O Plano Safra 2026/27 terá impacto limitado sobre o agronegócio brasileiro devido ao elevado custo do crédito. A avaliação é do Centro de Estudos do Agronegócio da Fundação Getulio Vargas (FGV Agro), que aponta perda real de recursos, cortes em linhas de investimento e riscos para produtores que financiarem projetos de longo prazo.

Segundo o estudo Plano Safra 26/27: Um Plano Limitado Pelos Juros Elevados, o governo anunciou R$ 525,1 bilhões para o crédito rural empresarial. O valor representa alta nominal de 1,7% frente aos R$ 516,2 bilhões da safra anterior. No entanto, ao considerar a inflação medida pelo IGP-DI, o montante registra retração real de 0,8%.

Juros elevados

Para os pesquisadores da FGV Agro, as elevadas taxas de juros reduziram a efetividade das medidas anunciadas. Nesse cenário, o custo do financiamento pesa mais do que o aumento nominal dos recursos disponibilizados.

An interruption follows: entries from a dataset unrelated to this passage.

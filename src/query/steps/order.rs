use std::cmp::Ordering;

use crate::error::Result;
use crate::query::context::ExecutionContext;
use crate::query::expr::Expr;
use crate::query::plan::ExplainProp;
use crate::query::steps::{require_input, ExecutionStep};
use crate::query::stream::{self, BoxStream, TupleSource};
use crate::query::tuple::Tuple;
use crate::query::value::Value;

/// One ORDER BY key.
#[derive(Clone, Debug, PartialEq)]
pub struct OrderItem {
    /// Sort key.
    pub expr: Expr,
    /// Ascending when true.
    pub ascending: bool,
}

impl OrderItem {
    /// Ascending on a property.
    pub fn asc(property: &str) -> Self {
        Self {
            expr: Expr::prop(property),
            ascending: true,
        }
    }

    /// Descending on a property.
    pub fn desc(property: &str) -> Self {
        Self {
            expr: Expr::prop(property),
            ascending: false,
        }
    }
}

/// Materialises its input and sorts it.
///
/// With `max_results` (skip + limit of the statement), only that many rows are kept.
#[derive(Clone, Debug)]
pub struct OrderByStep {
    items: Vec<OrderItem>,
    max_results: Option<usize>,
}

impl OrderByStep {
    /// Sorts on `items`, keeping at most `max_results` rows.
    pub fn new(items: Vec<OrderItem>, max_results: Option<usize>) -> Self {
        Self { items, max_results }
    }
}

impl ExecutionStep for OrderByStep {
    fn name(&self) -> &'static str {
        "ORDER BY"
    }

    fn start(&self, input: Option<BoxStream>, ctx: &mut ExecutionContext) -> Result<BoxStream> {
        let mut upstream = require_input(input, self.name())?;
        let mut keyed: Vec<(Vec<Value>, Tuple)> = Vec::new();
        let filled = (|| -> Result<()> {
            while let Some(tuple) = upstream.try_next(ctx)? {
                let keys = self
                    .items
                    .iter()
                    .map(|item| item.expr.eval(&tuple, ctx))
                    .collect::<Result<Vec<_>>>()?;
                keyed.push((keys, tuple));
            }
            Ok(())
        })();
        upstream.close();
        filled?;
        let items = &self.items;
        keyed.sort_by(|(a, _), (b, _)| {
            for ((x, y), item) in a.iter().zip(b).zip(items) {
                let ord = x.total_cmp(y);
                let ord = if item.ascending { ord } else { ord.reverse() };
                if ord != Ordering::Equal {
                    return ord;
                }
            }
            Ordering::Equal
        });
        if let Some(max) = self.max_results {
            keyed.truncate(max);
        }
        Ok(stream::from_tuples(keyed.into_iter().map(|(_, t)| t)))
    }

    fn explain_props(&self) -> Vec<ExplainProp> {
        let keys: Vec<String> = self
            .items
            .iter()
            .map(|item| format!("{} {}", item.expr, if item.ascending { "ASC" } else { "DESC" }))
            .collect();
        let mut props = vec![ExplainProp::plain("keys", keys.join(", "))];
        if let Some(max) = self.max_results {
            props.push(ExplainProp::plain("max_results", max.to_string()));
        }
        props
    }

    fn copy(&self) -> Box<dyn ExecutionStep> {
        Box::new(self.clone())
    }
}

/// Discards the first `n` tuples.
#[derive(Clone, Debug)]
pub struct SkipStep {
    skip: usize,
}

impl SkipStep {
    /// Skips `skip` tuples.
    pub fn new(skip: usize) -> Self {
        Self { skip }
    }
}

impl ExecutionStep for SkipStep {
    fn name(&self) -> &'static str {
        "SKIP"
    }

    fn start(&self, input: Option<BoxStream>, _ctx: &mut ExecutionContext) -> Result<BoxStream> {
        let upstream = require_input(input, self.name())?;
        let mut remaining = self.skip;
        Ok(stream::filter_map(upstream, move |tuple, _ctx| {
            if remaining > 0 {
                remaining -= 1;
                return Ok(None);
            }
            Ok(Some(tuple))
        }))
    }

    fn explain_props(&self) -> Vec<ExplainProp> {
        vec![ExplainProp::plain("skip", self.skip.to_string())]
    }

    fn copy(&self) -> Box<dyn ExecutionStep> {
        Box::new(self.clone())
    }
}

struct Limited {
    inner: Option<BoxStream>,
    remaining: usize,
}

impl TupleSource for Limited {
    fn produce(&mut self, ctx: &mut ExecutionContext) -> Result<Option<Tuple>> {
        if self.remaining == 0 {
            // Release upstream cursors as soon as the limit is reached.
            self.release();
            return Ok(None);
        }
        let Some(inner) = self.inner.as_mut() else {
            return Ok(None);
        };
        let next = inner.try_next(ctx)?;
        if next.is_some() {
            self.remaining -= 1;
        }
        Ok(next)
    }

    fn release(&mut self) {
        if let Some(mut inner) = self.inner.take() {
            inner.close();
        }
    }
}

/// Stops after `n` tuples.
#[derive(Clone, Debug)]
pub struct LimitStep {
    limit: usize,
}

impl LimitStep {
    /// Produces at most `limit` tuples.
    pub fn new(limit: usize) -> Self {
        Self { limit }
    }
}

impl ExecutionStep for LimitStep {
    fn name(&self) -> &'static str {
        "LIMIT"
    }

    fn start(&self, input: Option<BoxStream>, _ctx: &mut ExecutionContext) -> Result<BoxStream> {
        let upstream = require_input(input, self.name())?;
        Ok(stream::from_source(Limited {
            inner: Some(upstream),
            remaining: self.limit,
        }))
    }

    fn explain_props(&self) -> Vec<ExplainProp> {
        vec![ExplainProp::plain("limit", self.limit.to_string())]
    }

    fn copy(&self) -> Box<dyn ExecutionStep> {
        Box::new(self.clone())
    }
}

#[cfg(test)]
mod tests {
    use super::*;
    use crate::query::plan::ExecutionPlan;
    use crate::query::steps::FetchFromValuesStep;
    use crate::storage::MemoryDatabase;

    fn rows() -> Vec<Tuple> {
        [("b", 2), ("a", 2), ("c", 1)]
            .into_iter()
            .map(|(name, rank)| Tuple::from_pairs([("name", Value::from(name)), ("rank", Value::from(rank))]))
            .collect()
    }

    fn names(rows: Vec<Tuple>) -> Vec<String> {
        rows.iter()
            .filter_map(|t| t.get("name").and_then(Value::as_str).map(str::to_owned))
            .collect()
    }

    #[test]
    fn multi_key_sort_with_bound() -> Result<()> {
        let mut ctx = ExecutionContext::new(MemoryDatabase::new().database());
        let mut plan = ExecutionPlan::new();
        plan.chain(FetchFromValuesStep::new(rows()));
        plan.chain(OrderByStep::new(
            vec![OrderItem::desc("rank"), OrderItem::asc("name")],
            Some(2),
        ));
        assert_eq!(names(plan.execute(&mut ctx)?.into_vec()?), vec!["a", "b"]);
        Ok(())
    }

    #[test]
    fn skip_then_limit() -> Result<()> {
        let mut ctx = ExecutionContext::new(MemoryDatabase::new().database());
        let mut plan = ExecutionPlan::new();
        plan.chain(FetchFromValuesStep::new(rows()));
        plan.chain(SkipStep::new(1));
        plan.chain(LimitStep::new(1));
        assert_eq!(names(plan.execute(&mut ctx)?.into_vec()?), vec!["a"]);
        Ok(())
    }
}
//! Steps reading index entries.

use std::collections::BTreeSet;
use std::sync::atomic::{AtomicU64, Ordering};
use std::sync::Arc;

use tracing::debug;

use crate::error::{QuarryError, Result};
use crate::query::context::ExecutionContext;
use crate::query::index::descriptor::{IndexSearchDescriptor, KeyRange};
use crate::query::index::selector::is_equality_lookup;
use crate::query::plan::ExplainProp;
use crate::query::steps::{drain_input, require_input, ExecutionStep};
use crate::query::stream::{self, BoxStream, TupleSource};
use crate::query::tuple::Tuple;
use crate::query::value::Value;
use crate::storage::{BoxIndexCursor, Index, IndexKey};
use crate::types::{ClusterId, Rid};

/// Wraps one index cursor; every entry becomes a `{key, rid}` tuple.
struct EntryScan {
    cursor: Option<BoxIndexCursor>,
    observed: Arc<AtomicU64>,
}

fn key_value(key: IndexKey) -> Value {
    let mut parts = key.components().to_vec();
    if parts.len() == 1 {
        parts.remove(0)
    } else {
        Value::List(parts)
    }
}

impl TupleSource for EntryScan {
    fn produce(&mut self, _ctx: &mut ExecutionContext) -> Result<Option<Tuple>> {
        let Some(cursor) = self.cursor.as_mut() else {
            return Ok(None);
        };
        let Some((key, rid)) = cursor.next_entry()? else {
            return Ok(None);
        };
        self.observed.fetch_add(1, Ordering::Relaxed);
        Ok(Some(Tuple::from_pairs([
            ("key", key_value(key)),
            ("rid", Value::Rid(rid)),
        ])))
    }

    fn release(&mut self) {
        if let Some(mut cursor) = self.cursor.take() {
            cursor.close();
        }
    }
}

/// One pending scan of a [`FetchFromIndexStep`].
#[derive(Clone, Debug)]
enum Scan {
    Nulls,
    All,
    Range(KeyRange),
}

fn open(index: &dyn Index, scan: &Scan, ascending: bool, equality: bool) -> Result<BoxIndexCursor> {
    let definition = index.definition();
    match scan {
        Scan::Nulls => index.get_rids(&IndexKey::null()),
        Scan::All => index.stream(ascending),
        Scan::Range(range) if range.is_null_scan() => index.get_rids(&IndexKey::null()),
        Scan::Range(range) if definition.is_full_text() => index.stream_entries(&range.from, ascending),
        Scan::Range(range) if !definition.supports_ordered_iteration() => {
            if equality && range.is_point() {
                index.stream_entries(&range.from, ascending)
            } else {
                Err(QuarryError::UnsupportedCondition(format!(
                    "index {} only answers full-key equality, got {range}",
                    index.name()
                )))
            }
        }
        Scan::Range(range) => match (range.from.is_empty(), range.to.is_empty()) {
            (true, true) => index.stream(ascending),
            (true, false) => index.stream_entries_minor(&range.to, range.to_inclusive, ascending),
            (false, true) => {
                index.stream_entries_major(&range.from, range.from_inclusive, ascending)
            }
            (false, false) => index.stream_entries_between(
                &range.from,
                range.from_inclusive,
                &range.to,
                range.to_inclusive,
                ascending,
            ),
        },
    }
}

/// Streams `{key, rid}` entries of an index lookup.
///
/// Multi-valued operands become one scan per key range, opened lazily and
/// closed before the next one opens. On ordered indexes the ranges run in
/// scan direction, so the output stays in key order. Flat iteration adds the
/// null-key bucket unless the index ignores nulls. The number of entries read is pushed to
/// the statistics store when the stream closes.
#[derive(Clone, Debug)]
pub struct FetchFromIndexStep {
    desc: IndexSearchDescriptor,
    ascending: bool,
}

impl FetchFromIndexStep {
    /// Scans `desc` in the given key order.
    pub fn new(desc: IndexSearchDescriptor, ascending: bool) -> Self {
        Self { desc, ascending }
    }

    /// The planned lookup.
    pub fn descriptor(&self) -> &IndexSearchDescriptor {
        &self.desc
    }

    fn scans(&self, ctx: &ExecutionContext) -> Result<Vec<Scan>> {
        if self.desc.is_flat() {
            let with_nulls = !self.desc.index().definition().ignore_nulls;
            return Ok(match (with_nulls, self.ascending) {
                (false, _) => vec![Scan::All],
                (true, true) => vec![Scan::Nulls, Scan::All],
                (true, false) => vec![Scan::All, Scan::Nulls],
            });
        }
        let mut ranges = self.desc.key_ranges(ctx)?;
        if self.desc.index().definition().supports_ordered_iteration() {
            ranges.sort_by(|a, b| a.from.cmp(&b.from));
            if !self.ascending {
                ranges.reverse();
            }
        }
        Ok(ranges.into_iter().map(Scan::Range).collect())
    }
}

impl ExecutionStep for FetchFromIndexStep {
    fn name(&self) -> &'static str {
        "FETCH FROM INDEX"
    }

    fn start(&self, input: Option<BoxStream>, ctx: &mut ExecutionContext) -> Result<BoxStream> {
        drain_input(input, ctx)?;
        let scans = self.scans(ctx)?;
        debug!(
            index = self.desc.index().name(),
            scans = scans.len(),
            ascending = self.ascending,
            "index.fetch_started"
        );
        let index = Arc::clone(self.desc.index());
        let ascending = self.ascending;
        let equality = is_equality_lookup(&self.desc);
        let observed = Arc::new(AtomicU64::new(0));
        let counter = Arc::clone(&observed);
        let mut pending = scans.into_iter();
        let entries = stream::chain(move |_ctx| {
            let Some(scan) = pending.next() else {
                return Ok(None);
            };
            let cursor = open(index.as_ref(), &scan, ascending, equality)?;
            Ok(Some(stream::from_source(EntryScan {
                cursor: Some(cursor),
                observed: Arc::clone(&counter),
            })))
        });
        let stats = Arc::clone(ctx.database().stats());
        let stat_key = self.desc.stat_key();
        Ok(stream::on_close(entries, move || {
            let count = observed.load(Ordering::Relaxed);
            debug!(index = %stat_key.index, count, "index.fetch_closed");
            stats.push_index_stat(stat_key.clone(), count);
        }))
    }

    fn explain_props(&self) -> Vec<ExplainProp> {
        let mut props = vec![ExplainProp::plain("index", self.desc.index().name())];
        if !self.desc.is_flat() {
            let keys: Vec<String> = self
                .desc
                .key_conditions()
                .iter()
                .map(ToString::to_string)
                .collect();
            props.push(ExplainProp::literal("key", keys.join(" AND ")));
        }
        if let Some(range) = self.desc.additional_range() {
            props.push(ExplainProp::literal("additional_range", range.to_string()));
        }
        props.push(ExplainProp::plain("order", if self.ascending { "asc" } else { "desc" }));
        props
    }

    fn copy(&self) -> Box<dyn ExecutionStep> {
        Box::new(self.clone())
    }
}

/// Turns `{key, rid}` index entries into tuples bound to the indexed records,
/// keeping only records stored in the allowed clusters.
#[derive(Clone, Debug)]
pub struct GetValueFromIndexEntryStep {
    clusters: Option<BTreeSet<ClusterId>>,
}

impl GetValueFromIndexEntryStep {
    /// Keeps entries pointing into `clusters`; `None` keeps all.
    pub fn new(clusters: Option<impl IntoIterator<Item = ClusterId>>) -> Self {
        Self {
            clusters: clusters.map(|c| c.into_iter().collect()),
        }
    }
}

impl ExecutionStep for GetValueFromIndexEntryStep {
    fn name(&self) -> &'static str {
        "GET VALUES FROM INDEX ENTRIES"
    }

    fn start(&self, input: Option<BoxStream>, _ctx: &mut ExecutionContext) -> Result<BoxStream> {
        let upstream = require_input(input, self.name())?;
        let clusters = self.clusters.clone();
        Ok(stream::filter_map(upstream, move |entry, _ctx| {
            let rid: Rid = entry
                .get("rid")
                .and_then(Value::as_rid)
                .ok_or_else(|| QuarryError::internal(format!("index entry without rid: {entry}")))?;
            if clusters.as_ref().is_some_and(|allowed| !allowed.contains(&rid.cluster)) {
                return Ok(None);
            }
            Ok(Some(Tuple::bound(rid)))
        }))
    }

    fn explain_props(&self) -> Vec<ExplainProp> {
        match &self.clusters {
            Some(clusters) => vec![ExplainProp::plain("clusters", format!("{clusters:?}"))],
            None => Vec::new(),
        }
    }

    fn copy(&self) -> Box<dyn ExecutionStep> {
        Box::new(self.clone())
    }
}

#[cfg(test)]
mod tests {
    use super::*;
    use crate::query::expr::Condition;
    use crate::query::plan::ExecutionPlan;
    use crate::storage::{IndexDefinition, IndexStatKey, MemoryDatabase, StatsStore};

    #[test]
    fn in_list_scans_each_key_and_releases_cursors() -> Result<()> {
        let db = MemoryDatabase::new();
        db.create_type("T", &[])?;
        let index = db.create_index(IndexDefinition::ordered("t_x", "T", &["x"]))?;
        for x in 0..6 {
            db.insert("T", [("x", x)])?;
        }
        let mut ctx = ExecutionContext::new(db.database());
        let desc = IndexSearchDescriptor::new(
            index.clone(),
            vec![Condition::in_list("x", [1, 2, 3])],
            None,
            Condition::True,
        );
        let mut plan = ExecutionPlan::new();
        plan.chain(FetchFromIndexStep::new(desc, true));
        plan.chain(GetValueFromIndexEntryStep::new(None::<Vec<ClusterId>>));
        assert_eq!(plan.execute(&mut ctx)?.count(), 3);
        assert_eq!(index.cursors().opened(), 3);
        assert_eq!(index.cursors().open(), 0);
        assert_eq!(
            db.stats().index_stat(&IndexStatKey::new("t_x", 1, false, false)),
            Some(3)
        );
        Ok(())
    }

    #[test]
    fn flat_iteration_includes_null_keys_in_order() -> Result<()> {
        let db = MemoryDatabase::new();
        db.create_type("T", &[])?;
        let index = db.create_index(IndexDefinition::ordered("t_x", "T", &["x"]))?;
        db.insert("T", [("x", 2)])?;
        let missing = db.insert("T", [("y", 1)])?;
        db.insert("T", [("x", 1)])?;
        let mut ctx = ExecutionContext::new(db.database());
        let mut plan = ExecutionPlan::new();
        plan.chain(FetchFromIndexStep::new(IndexSearchDescriptor::flat(index.clone()), false));
        let rows = plan.execute(&mut ctx)?.into_vec()?;
        let keys: Vec<Value> = rows.iter().filter_map(|r| r.get("key").cloned()).collect();
        assert_eq!(keys, vec![Value::Int(2), Value::Int(1), Value::Null]);
        assert_eq!(rows[2].get("rid"), Some(&Value::Rid(missing)));
        Ok(())
    }

    #[test]
    fn hash_index_rejects_ranges_at_run_time() -> Result<()> {
        let db = MemoryDatabase::new();
        db.create_type("T", &[])?;
        let index = db.create_index(IndexDefinition::hash("t_x", "T", &["x"]))?;
        let mut ctx = ExecutionContext::new(db.database());
        let desc = IndexSearchDescriptor::new(index, vec![Condition::gt("x", 1)], None, Condition::True);
        let mut plan = ExecutionPlan::new();
        plan.chain(FetchFromIndexStep::new(desc, true));
        let err = plan.execute(&mut ctx)?.into_vec().unwrap_err();
        assert_eq!(err.code(), "UnsupportedCondition");
        Ok(())
    }

    #[test]
    fn closing_before_reading_releases_everything() -> Result<()> {
        let db = MemoryDatabase::new();
        db.create_type("T", &[])?;
        let index = db.create_index(IndexDefinition::ordered("t_x", "T", &["x"]))?;
        db.insert("T", [("x", 1)])?;
        let mut ctx = ExecutionContext::new(db.database());
        let mut plan = ExecutionPlan::new();
        plan.chain(FetchFromIndexStep::new(
            IndexSearchDescriptor::new(index.clone(), vec![Condition::eq("x", 1)], None, Condition::True),
            true,
        ));
        let mut stream = plan.start(&mut ctx)?;
        assert!(stream.has_next(&mut ctx)?);
        stream.close();
        assert_eq!(index.cursors().open(), 0);
        Ok(())
    }
}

O estudo destaca que o produtor enfrenta margens cada vez mais apertadas. Por isso, até mesmo linhas subsidiadas podem comprometer a rentabilidade das atividades agrícolas.

Enquanto isso, programas como o Pronamp, com juros de 9% ao ano, e o Moderfrota, com taxa de 12,5% ao ano, continuam impondo custos financeiros relevantes para o setor.

Linhas de investimento registram cortes expressivos

Apesar do aumento nominal dos recursos destinados aos investimentos, o levantamento identifica reduções importantes em programas estratégicos.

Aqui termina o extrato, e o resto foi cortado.